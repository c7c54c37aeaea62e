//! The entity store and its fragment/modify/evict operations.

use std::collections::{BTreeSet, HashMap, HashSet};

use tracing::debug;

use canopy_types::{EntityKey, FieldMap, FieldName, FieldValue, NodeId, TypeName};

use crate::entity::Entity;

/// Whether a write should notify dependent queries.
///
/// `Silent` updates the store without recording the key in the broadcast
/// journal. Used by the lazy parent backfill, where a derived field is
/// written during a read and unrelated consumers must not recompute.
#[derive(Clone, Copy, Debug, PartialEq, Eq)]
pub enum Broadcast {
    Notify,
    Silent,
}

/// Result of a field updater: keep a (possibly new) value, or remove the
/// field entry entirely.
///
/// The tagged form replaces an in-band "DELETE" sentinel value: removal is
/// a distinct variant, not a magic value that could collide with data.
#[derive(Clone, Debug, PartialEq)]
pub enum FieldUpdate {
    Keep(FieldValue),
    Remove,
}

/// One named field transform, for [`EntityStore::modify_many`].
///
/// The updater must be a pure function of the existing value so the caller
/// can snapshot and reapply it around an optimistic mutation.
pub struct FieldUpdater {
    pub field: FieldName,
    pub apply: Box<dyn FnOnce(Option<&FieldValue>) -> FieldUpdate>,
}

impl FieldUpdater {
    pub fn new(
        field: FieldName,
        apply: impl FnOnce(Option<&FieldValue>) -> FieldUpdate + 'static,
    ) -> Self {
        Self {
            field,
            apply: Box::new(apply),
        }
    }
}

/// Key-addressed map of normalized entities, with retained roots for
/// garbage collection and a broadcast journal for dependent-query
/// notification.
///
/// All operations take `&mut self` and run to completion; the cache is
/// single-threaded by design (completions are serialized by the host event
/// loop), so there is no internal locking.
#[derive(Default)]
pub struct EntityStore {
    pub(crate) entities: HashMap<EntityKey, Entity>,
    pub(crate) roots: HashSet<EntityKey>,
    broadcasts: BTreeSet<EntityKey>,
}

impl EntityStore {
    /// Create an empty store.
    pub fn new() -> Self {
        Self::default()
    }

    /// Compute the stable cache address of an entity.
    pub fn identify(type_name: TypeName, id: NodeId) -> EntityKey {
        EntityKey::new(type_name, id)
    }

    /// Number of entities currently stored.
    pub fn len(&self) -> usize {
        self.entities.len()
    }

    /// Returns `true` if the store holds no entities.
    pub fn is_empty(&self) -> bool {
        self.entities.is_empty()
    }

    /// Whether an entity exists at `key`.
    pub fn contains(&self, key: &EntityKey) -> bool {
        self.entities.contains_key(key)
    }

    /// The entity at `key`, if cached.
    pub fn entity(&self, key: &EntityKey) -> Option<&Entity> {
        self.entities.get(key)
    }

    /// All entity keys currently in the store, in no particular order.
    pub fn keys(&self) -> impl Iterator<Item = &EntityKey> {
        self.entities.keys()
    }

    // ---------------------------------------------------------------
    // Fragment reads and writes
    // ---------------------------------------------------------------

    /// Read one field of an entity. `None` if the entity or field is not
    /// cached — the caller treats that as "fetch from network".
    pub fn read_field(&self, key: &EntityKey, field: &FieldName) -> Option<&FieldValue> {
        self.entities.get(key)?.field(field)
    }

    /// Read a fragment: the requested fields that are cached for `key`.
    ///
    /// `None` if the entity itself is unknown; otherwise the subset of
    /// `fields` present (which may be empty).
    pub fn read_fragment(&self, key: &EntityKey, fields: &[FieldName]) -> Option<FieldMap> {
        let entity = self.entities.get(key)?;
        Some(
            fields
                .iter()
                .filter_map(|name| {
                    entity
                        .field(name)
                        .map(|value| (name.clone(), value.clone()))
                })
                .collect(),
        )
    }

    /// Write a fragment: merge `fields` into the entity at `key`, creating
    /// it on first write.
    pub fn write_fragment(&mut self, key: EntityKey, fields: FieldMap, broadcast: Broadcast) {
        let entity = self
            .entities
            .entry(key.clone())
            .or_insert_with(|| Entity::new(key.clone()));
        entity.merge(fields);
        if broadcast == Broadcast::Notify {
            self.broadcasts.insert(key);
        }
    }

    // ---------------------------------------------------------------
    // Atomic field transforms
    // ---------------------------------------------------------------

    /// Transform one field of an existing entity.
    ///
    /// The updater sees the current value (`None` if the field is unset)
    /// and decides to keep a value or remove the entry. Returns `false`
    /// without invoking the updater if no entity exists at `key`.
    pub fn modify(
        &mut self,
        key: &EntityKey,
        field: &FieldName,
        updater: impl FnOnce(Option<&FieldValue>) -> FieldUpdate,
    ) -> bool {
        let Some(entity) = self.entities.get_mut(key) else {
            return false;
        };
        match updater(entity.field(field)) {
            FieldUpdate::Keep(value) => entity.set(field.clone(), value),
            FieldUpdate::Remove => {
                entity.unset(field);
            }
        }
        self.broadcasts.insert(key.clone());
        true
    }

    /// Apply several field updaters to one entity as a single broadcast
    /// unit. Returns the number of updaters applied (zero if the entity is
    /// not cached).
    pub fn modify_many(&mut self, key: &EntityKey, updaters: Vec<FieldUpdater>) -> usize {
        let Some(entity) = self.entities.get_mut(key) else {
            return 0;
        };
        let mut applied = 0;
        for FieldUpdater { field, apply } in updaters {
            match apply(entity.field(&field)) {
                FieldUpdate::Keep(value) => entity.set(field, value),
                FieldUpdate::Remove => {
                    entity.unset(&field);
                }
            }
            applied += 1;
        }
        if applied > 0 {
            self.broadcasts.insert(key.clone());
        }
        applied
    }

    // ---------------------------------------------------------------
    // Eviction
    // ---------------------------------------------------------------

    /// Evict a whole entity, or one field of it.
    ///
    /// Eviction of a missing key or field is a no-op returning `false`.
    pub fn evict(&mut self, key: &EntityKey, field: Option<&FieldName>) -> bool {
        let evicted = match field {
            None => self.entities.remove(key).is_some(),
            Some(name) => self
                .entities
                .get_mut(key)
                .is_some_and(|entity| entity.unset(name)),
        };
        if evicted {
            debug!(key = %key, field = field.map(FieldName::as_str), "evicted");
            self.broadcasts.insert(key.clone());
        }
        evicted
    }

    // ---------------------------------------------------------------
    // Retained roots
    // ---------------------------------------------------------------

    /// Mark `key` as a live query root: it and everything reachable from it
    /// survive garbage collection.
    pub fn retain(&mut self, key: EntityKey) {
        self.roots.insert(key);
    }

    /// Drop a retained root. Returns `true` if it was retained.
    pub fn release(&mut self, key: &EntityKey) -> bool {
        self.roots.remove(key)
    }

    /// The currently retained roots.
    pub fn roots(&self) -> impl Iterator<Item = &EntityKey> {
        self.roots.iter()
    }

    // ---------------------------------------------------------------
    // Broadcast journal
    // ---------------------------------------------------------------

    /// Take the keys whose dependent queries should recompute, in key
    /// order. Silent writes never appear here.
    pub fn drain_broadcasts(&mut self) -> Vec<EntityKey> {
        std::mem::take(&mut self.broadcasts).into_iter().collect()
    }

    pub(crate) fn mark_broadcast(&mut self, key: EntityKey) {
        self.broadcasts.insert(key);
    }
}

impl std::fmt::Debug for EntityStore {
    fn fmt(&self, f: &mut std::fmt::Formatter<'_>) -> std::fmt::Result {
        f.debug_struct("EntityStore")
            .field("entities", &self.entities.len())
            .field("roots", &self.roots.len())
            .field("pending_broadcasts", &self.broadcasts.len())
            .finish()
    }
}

--- Problem statement ---
Whenever a line in the data holds "queries", copy that line.

--- The answer ---
/// Whether a write should notify dependent queries.
    /// Take the keys whose dependent queries should recompute, in key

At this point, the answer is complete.